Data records
◇ ◇ ◇ ◇
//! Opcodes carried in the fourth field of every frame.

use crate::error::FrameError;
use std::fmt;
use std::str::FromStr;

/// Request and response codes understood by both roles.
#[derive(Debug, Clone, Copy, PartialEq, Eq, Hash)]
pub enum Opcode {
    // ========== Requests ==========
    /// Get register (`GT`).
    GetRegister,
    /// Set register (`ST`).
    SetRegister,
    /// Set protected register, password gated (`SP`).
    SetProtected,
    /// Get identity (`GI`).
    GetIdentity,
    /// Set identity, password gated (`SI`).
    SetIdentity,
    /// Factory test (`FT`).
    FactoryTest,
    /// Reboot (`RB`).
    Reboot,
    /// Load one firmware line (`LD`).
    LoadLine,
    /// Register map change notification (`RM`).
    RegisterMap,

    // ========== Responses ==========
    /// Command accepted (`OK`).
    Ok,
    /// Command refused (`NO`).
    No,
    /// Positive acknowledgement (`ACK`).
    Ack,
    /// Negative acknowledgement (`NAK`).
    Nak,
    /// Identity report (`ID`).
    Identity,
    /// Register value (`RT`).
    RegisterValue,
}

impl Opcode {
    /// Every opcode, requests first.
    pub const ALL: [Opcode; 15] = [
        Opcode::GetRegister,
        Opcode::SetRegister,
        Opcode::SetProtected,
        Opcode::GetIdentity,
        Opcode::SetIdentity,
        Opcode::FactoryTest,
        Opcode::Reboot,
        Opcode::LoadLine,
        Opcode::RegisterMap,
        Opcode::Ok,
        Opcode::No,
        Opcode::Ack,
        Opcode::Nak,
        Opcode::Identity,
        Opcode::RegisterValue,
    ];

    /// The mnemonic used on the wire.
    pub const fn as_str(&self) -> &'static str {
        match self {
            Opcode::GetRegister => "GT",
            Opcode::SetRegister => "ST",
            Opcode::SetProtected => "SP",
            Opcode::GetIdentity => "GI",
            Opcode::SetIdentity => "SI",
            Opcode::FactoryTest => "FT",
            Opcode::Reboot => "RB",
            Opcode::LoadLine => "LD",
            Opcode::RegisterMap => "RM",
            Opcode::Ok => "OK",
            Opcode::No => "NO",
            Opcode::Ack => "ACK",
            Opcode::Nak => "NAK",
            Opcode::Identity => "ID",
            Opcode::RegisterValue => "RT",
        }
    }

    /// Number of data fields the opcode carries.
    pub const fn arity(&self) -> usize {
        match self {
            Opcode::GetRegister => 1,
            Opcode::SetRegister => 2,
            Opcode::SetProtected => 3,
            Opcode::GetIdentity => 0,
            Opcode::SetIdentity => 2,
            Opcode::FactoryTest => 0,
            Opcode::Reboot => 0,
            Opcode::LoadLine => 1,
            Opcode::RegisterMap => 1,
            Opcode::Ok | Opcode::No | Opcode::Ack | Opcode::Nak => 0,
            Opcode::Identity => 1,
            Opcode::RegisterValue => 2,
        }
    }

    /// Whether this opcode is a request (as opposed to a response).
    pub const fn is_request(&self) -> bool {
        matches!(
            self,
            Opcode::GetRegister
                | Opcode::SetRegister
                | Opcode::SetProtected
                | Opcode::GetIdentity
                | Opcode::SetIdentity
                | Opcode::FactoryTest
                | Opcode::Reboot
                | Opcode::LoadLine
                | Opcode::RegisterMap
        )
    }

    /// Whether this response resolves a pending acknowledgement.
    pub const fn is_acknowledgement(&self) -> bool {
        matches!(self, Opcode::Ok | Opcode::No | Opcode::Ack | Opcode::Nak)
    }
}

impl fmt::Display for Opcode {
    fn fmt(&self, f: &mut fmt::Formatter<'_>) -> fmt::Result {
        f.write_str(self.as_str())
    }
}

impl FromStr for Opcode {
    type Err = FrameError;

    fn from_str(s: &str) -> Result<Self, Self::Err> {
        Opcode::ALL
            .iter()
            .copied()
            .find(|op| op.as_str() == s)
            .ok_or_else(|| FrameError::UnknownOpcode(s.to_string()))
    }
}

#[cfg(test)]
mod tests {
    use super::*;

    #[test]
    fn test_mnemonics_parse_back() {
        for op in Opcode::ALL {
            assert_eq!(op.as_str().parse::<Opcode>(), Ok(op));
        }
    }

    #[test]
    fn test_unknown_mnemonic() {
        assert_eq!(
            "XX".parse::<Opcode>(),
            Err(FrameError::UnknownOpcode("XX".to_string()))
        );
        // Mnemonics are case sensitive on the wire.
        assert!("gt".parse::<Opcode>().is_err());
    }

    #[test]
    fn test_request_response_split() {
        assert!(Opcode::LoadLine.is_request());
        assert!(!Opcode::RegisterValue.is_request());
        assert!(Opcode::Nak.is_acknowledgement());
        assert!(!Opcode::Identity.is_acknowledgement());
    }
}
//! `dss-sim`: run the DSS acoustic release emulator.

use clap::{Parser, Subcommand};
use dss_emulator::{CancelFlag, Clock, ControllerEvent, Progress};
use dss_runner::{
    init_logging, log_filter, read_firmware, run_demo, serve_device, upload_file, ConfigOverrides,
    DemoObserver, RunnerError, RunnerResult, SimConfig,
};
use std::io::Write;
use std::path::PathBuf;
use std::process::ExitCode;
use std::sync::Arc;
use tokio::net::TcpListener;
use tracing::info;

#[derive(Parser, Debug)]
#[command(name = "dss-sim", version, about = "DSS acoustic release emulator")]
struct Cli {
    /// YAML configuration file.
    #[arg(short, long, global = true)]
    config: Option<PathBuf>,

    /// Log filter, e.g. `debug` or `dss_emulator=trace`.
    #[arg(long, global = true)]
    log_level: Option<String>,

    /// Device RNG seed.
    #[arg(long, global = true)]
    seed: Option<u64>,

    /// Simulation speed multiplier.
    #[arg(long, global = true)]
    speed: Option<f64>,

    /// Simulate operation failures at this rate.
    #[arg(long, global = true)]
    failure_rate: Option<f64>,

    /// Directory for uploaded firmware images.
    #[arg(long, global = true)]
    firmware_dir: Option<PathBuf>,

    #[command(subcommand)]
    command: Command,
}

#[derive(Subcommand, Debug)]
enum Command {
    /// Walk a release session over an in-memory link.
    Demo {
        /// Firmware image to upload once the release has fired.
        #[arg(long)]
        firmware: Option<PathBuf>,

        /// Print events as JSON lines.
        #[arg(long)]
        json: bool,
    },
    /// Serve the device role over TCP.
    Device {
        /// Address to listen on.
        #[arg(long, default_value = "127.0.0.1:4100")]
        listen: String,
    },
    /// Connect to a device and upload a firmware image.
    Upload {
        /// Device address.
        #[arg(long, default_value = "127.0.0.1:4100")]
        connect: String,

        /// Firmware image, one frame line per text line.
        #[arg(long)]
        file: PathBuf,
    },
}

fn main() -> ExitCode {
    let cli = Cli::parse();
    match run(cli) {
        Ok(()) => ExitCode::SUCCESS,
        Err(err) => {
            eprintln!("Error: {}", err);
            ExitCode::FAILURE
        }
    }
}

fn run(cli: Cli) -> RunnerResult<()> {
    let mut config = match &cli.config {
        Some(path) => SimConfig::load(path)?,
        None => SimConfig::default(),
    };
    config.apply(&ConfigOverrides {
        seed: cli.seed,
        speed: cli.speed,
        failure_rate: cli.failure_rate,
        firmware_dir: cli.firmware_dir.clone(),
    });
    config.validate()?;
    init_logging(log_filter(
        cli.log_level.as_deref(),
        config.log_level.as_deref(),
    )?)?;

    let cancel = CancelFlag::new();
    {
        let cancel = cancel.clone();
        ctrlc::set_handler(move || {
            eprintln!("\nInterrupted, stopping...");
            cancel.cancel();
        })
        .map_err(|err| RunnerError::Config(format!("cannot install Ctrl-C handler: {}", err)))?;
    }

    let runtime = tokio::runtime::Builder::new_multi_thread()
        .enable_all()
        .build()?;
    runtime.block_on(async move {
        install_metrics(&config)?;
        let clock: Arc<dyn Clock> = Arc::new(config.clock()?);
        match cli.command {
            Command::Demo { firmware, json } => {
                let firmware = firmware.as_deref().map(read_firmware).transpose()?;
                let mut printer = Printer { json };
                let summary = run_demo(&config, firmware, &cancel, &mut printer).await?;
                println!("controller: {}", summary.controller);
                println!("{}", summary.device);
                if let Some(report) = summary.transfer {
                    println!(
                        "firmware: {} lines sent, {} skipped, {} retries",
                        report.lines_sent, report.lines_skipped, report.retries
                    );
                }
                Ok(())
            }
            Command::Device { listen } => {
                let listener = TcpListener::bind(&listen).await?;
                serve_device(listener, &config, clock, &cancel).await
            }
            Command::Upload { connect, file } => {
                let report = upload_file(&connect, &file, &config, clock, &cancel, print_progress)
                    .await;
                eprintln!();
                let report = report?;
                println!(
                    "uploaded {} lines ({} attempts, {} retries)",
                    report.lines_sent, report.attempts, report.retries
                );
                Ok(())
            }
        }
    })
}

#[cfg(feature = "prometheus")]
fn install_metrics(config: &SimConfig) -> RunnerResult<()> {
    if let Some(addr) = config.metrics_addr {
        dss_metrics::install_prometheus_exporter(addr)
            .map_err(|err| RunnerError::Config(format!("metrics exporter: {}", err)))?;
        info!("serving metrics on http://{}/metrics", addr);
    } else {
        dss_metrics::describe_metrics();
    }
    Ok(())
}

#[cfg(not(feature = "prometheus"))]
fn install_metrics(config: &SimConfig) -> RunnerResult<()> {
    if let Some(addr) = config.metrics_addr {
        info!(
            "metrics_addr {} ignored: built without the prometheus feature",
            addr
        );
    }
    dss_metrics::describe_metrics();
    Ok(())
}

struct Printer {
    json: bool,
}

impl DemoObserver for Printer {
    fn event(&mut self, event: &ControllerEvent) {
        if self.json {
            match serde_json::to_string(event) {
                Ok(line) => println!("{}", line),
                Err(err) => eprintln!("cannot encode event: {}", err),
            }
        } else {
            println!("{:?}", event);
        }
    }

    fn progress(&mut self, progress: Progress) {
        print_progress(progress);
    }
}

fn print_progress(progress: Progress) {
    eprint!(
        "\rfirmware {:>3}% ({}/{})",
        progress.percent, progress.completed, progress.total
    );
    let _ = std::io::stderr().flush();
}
◇ ◇ ◇ ◇
Every line from the data above that contains "attempts" must appear in the answer.

                    "uploaded {} lines ({} attempts, {} retries)",
                    report.lines_sent, report.attempts, report.retries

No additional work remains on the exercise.